O que diria da homenagem do Cordão Valu ao Ilê Aiyê?
Eu, particularmente, estou muito feliz, né? Essa homenagem está dando uma repercussão muito legal em Salvador. Estive aqui em 2000 com a turnê do Ilê e outras vezes. Mas esse momento é todo especial, com a homenagem do Valu. É muito legal a gente ter o Ilê, esse bloco que surgiu debaixo de várias polêmicas.
O surgimento do Ilê causou muitas polêmicas no Carnaval da Bahia, na cidade como um todo, e muita gente não esperava que a gente sobrevivesse à perseguição, a você ter que levar ficha para a polícia pelo fato de ser um bloco só composto por pessoas negras, que a gente não abre mão disso, porque a gente não se sente contemplado ainda.
Então, é preciso que essa luta continue. E aí, no outro extremo do País, você receber essa homenagem de um bloco carnavalesco, um cordão no termo antigo. Então, a família Ilê Aiyê está muito feliz.
O que você pensa atualmente sobre essa restrição a pessoas não negras no bloco?
O critério não mudou. Porque eu não me sinto contemplado ainda. Todos querem ser negros honorários durante três dias de Carnaval. Não adianta ficar tudo bem com negros e brancos só no Carnaval, e quando chega a Quarta-feira de Cinzas volta tudo ao normal.
Você tendo o seu carro parado [pela polícia]. Não pode ter um carro bacana, porque a polícia vai parar você. Você pode morar em um condomínio porreta, ter um salário legal, mas não se esqueça de que você é negro. Porque, se você esquecer, alguém vai te lembrar. Essa é uma forma muito perversa [do racismo].
Em Salvador, existe o negro rico, que tem dinheiro, [está em] uma classe média. Os caras, quando começam a ficar em uma situação melhor, pensam que viraram brancos. Quando toma porrada, aí procura o movimento negro, procura a gente para se defender. Não pense que você tem uma vida igual, que você virou branco porque você ascendeu socialmente. É muito complicado.
Qual seria o maior entrave para o combate a esse preconceito que há no Brasil, tão naturalizado e tão generalizado, e que hoje se chama racismo estrutural?
Rapaz, eu fico tão impressionado com a juventude negra. Porque, de repente, começa a surgir tanto adjetivo, né? Racismo isso, racismo aquilo. Vejo jovem dizer que nunca foi discriminado, que sabe se defender, não sei o quê. Mas o racismo chega primeiro.
O desentrave também passa por outras coisas. Não pode ficar só botando a culpa no colonizador. E a própria negrada [precisa] se conscientizar também. Não precisa pegar em arma, não precisa ser agressivo.
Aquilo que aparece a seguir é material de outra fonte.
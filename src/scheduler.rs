//! Off-thread timer service.
//!
//! The timer thread only keeps deadlines. Callbacks stay with the owner and
//! are handed back by [`SchedulingWorker::wait`] on the owner's thread, so
//! nothing that touches the device ever crosses threads. A fired timer is
//! honored only if its correlation id is the latest one issued; anything
//! older is dropped.

use std::cmp::Reverse;
use std::collections::BinaryHeap;
use std::sync::mpsc::{self, Receiver, RecvTimeoutError, Sender};
use std::thread::{self, JoinHandle};
use std::time::{Duration, Instant};

enum Request {
    Schedule { id: u64, delay: Duration },
    Close,
}

pub struct SchedulingWorker<T> {
    name: String,
    requests: Sender<Request>,
    fired: Receiver<u64>,
    handle: Option<JoinHandle<()>>,
    pending: Option<(u64, T)>,
}

impl<T> SchedulingWorker<T> {
    /// Start a timer thread named `name`
    pub fn spawn(name: &str) -> std::io::Result<Self> {
        let (requests, request_rx) = mpsc::channel();
        let (fired_tx, fired) = mpsc::channel();

        let handle = thread::Builder::new()
            .name(name.to_string())
            .spawn(move || run_timers(request_rx, fired_tx))?;

        tracing::debug!("Scheduling worker '{}' started", name);

        Ok(Self {
            name: name.to_string(),
            requests,
            fired,
            handle: Some(handle),
            pending: None,
        })
    }

    /// Arm a timer. `callback` is returned by [`wait`](Self::wait) once the
    /// delay elapses, unless a newer id has been scheduled meanwhile.
    pub fn schedule(&mut self, id: u64, delay: Duration, callback: T) {
        self.pending = Some((id, callback));
        if self.handle.is_none() {
            return;
        }
        if self.requests.send(Request::Schedule { id, delay }).is_err() {
            tracing::warn!("Scheduling worker '{}' is gone", self.name);
        }
    }

    /// Block until the latest scheduled callback is due.
    ///
    /// Returns `None` when nothing is pending or the worker is closed.
    pub fn wait(&mut self) -> Option<T> {
        loop {
            let expected = self.pending.as_ref()?.0;
            match self.fired.recv() {
                Ok(id) if id == expected => return self.pending.take().map(|(_, cb)| cb),
                Ok(id) => {
                    tracing::trace!("Worker '{}' dropped stale timer {}", self.name, id);
                }
                Err(_) => {
                    self.pending = None;
                    return None;
                }
            }
        }
    }

    /// Invalidate the pending callback without closing the worker
    pub fn cancel(&mut self) {
        self.pending = None;
    }

    /// Whether a callback is armed
    pub fn pending(&self) -> usize {
        usize::from(self.pending.is_some())
    }

    pub fn is_closed(&self) -> bool {
        self.handle.is_none()
    }

    /// Stop the timer thread. Safe to call repeatedly.
    pub fn close(&mut self) {
        self.pending = None;
        if let Some(handle) = self.handle.take() {
            let _ = self.requests.send(Request::Close);
            if handle.join().is_err() {
                tracing::warn!("Scheduling worker '{}' panicked", self.name);
            }
            tracing::debug!("Scheduling worker '{}' closed", self.name);
        }
    }
}

impl<T> Drop for SchedulingWorker<T> {
    fn drop(&mut self) {
        self.close();
    }
}

fn run_timers(requests: Receiver<Request>, fired: Sender<u64>) {
    let mut timers: BinaryHeap<Reverse<(Instant, u64)>> = BinaryHeap::new();

    loop {
        let now = Instant::now();
        while let Some(&Reverse((deadline, id))) = timers.peek() {
            if deadline > now {
                break;
            }
            timers.pop();
            if fired.send(id).is_err() {
                return;
            }
        }

        let request = match timers.peek() {
            Some(&Reverse((deadline, _))) => {
                match requests.recv_timeout(deadline.saturating_duration_since(now)) {
                    Ok(request) => request,
                    Err(RecvTimeoutError::Timeout) => continue,
                    Err(RecvTimeoutError::Disconnected) => return,
                }
            }
            None => match requests.recv() {
                Ok(request) => request,
                Err(_) => return,
            },
        };

        match request {
            Request::Schedule { id, delay } => timers.push(Reverse((Instant::now() + delay, id))),
            Request::Close => return,
        }
    }
}

#[cfg(test)]
mod tests {
    use super::*;

    #[test]
    fn fires_after_delay() {
        let mut worker = SchedulingWorker::spawn("test-timer").unwrap();
        let start = Instant::now();
        worker.schedule(1, Duration::from_millis(20), "tick");
        assert_eq!(worker.wait(), Some("tick"));
        assert!(start.elapsed() >= Duration::from_millis(20));
        assert_eq!(worker.pending(), 0);
    }

    #[test]
    fn only_latest_id_is_honored() {
        let mut worker = SchedulingWorker::spawn("test-timer").unwrap();
        worker.schedule(1, Duration::ZERO, 1);
        worker.schedule(2, Duration::from_millis(10), 2);
        assert_eq!(worker.pending(), 1);
        assert_eq!(worker.wait(), Some(2));
    }

    #[test]
    fn cancelled_callback_never_returns() {
        let mut worker = SchedulingWorker::spawn("test-timer").unwrap();
        worker.schedule(7, Duration::ZERO, ());
        worker.cancel();
        assert_eq!(worker.wait(), None);
    }

    #[test]
    fn close_is_idempotent() {
        let mut worker: SchedulingWorker<()> = SchedulingWorker::spawn("test-timer").unwrap();
        worker.close();
        worker.close();
        assert!(worker.is_closed());
        worker.schedule(1, Duration::ZERO, ());
        assert_eq!(worker.wait(), None);
    }
}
O Ilê fez essa revolução sem usar arma, só usando a música, a atitude e as baquetas. Chamamos de revolução dos tambores.Já levei vaia na Liberdade [bairro de Salvador] quando nós começamos. Então, se você quer mudar a estética, começamos a usar cabelo black power, depois passamos aos dreads. Aí, você nunca ia imaginar que um tecido de Carnaval viraria uma vestimenta do dia a dia, de você ver uma mulher negra com um tecido de bloco afro, um vestido para ir para a formatura, para ir para o casamento. Mas lá atrás, saí de casa e fui na casa de um amigo na Liberdade com uma bata colorida. Quando desci a favela, os caras me chamando de “maluco”, “Carnaval já passou, pai”. Eu comecei a suar pra caramba [risos].
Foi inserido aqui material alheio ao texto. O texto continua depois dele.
use thiserror::Error;

/// Errors surfaced by the background effect to its caller.
#[derive(Debug, Clone, Error)]
pub enum EffectError {
    /// The platform cannot run the effect at all (no track introspection,
    /// or no segmentation backend could be created).
    #[error("background effect not supported: {0}")]
    NotSupported(String),

    /// The controller could not be built; nothing was started.
    #[error("failed to construct background effect: {0}")]
    Construction(String),

    /// A frame failed to render. The controller stops after this.
    #[error("render failed: {0}")]
    Render(String),
}

/// Errors raised by an inference backend.
#[derive(Debug, Error)]
pub enum BackendError {
    #[error("backend initialization failed: {0}")]
    Init(String),

    #[error("model is not loaded")]
    NotLoaded,

    #[error("inference failed: {0}")]
    Inference(String),

    #[error("model produced {actual} output values, expected {expected} or {}", expected * 2)]
    OutputShape { expected: usize, actual: usize },
}

impl From<ort::Error> for BackendError {
    fn from(err: ort::Error) -> Self {
        BackendError::Inference(err.to_string())
    }
}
Tomei uma vaia retada. Pensei que me seguiriam para brigar. Mas com o tempo, isso foi mudando.
As placas, nos salões [de beleza] domésticos, diziam “alisa-se e cacheia-se cabelo”. Já a gente era todo mundo máquina zero, cabelo de pimpão. O Ronaldo Fenômeno até lançou, né? Mas aquilo a gente já usava na adolescência, com 14, 15 anos, e você não podia criar o cabelo black [power] como na moda americana.Depois a gente começou a usar. As meninas pararam de espichar o cabelo. Até os 15 anos, todo mundo usava cabelo trançado, depois espichava o cabelo para poder ficar com o cabelo da mulher branca. Isso foi mudando, surgindo outras profissões, trançadeiras, o pessoal que faz torso... e você não tendo vergonha de usar o que você quiser vestir.
Tivemos uma importância muito grande nisso por meio das músicas. Porque você tem a música, o tema que você educa, que você informa. E a partir do ano que nós começamos a fazer pesquisa, acho que em 1976, a família saiu com temas falando de África, tratando estados como Bahia, Maranhão e Pernambuco como nações africanas. E a música, você começou a informar, a educar.
A escolinha que minha mãe criou lá já trabalhava essas coisas, a questão do candomblé. Depois, nós criamos os cadernos de educação, que são um material muito utilizado hoje, socializado pelo Brasil. Um livro de música virou material didático, porque a gente vinha com o tema e com as letras das músicas.
Uma [música] que é muito importante, que ajudou bastante nesse resgate do orgulho de ser negro, foi “Poesia”.
É um samba de quadra, não fala do branco, não fala do mal nem fala do bem. Só fala do negro. Tudo de ruim que a gente ouvia, essa música manda de volta. Aí “negro é feio” não, “negro é lindo”; “negro fede” não, “negro tem aroma gostoso”.
Aí “que barato o cabelo da negra traçado nagô”. Essa música é de Nego Chica. E aí você vem fazendo esse contraponto, e isso vai ajudando a fazer o resgate do orgulho de ser negro, de não ter vergonha de ser negro.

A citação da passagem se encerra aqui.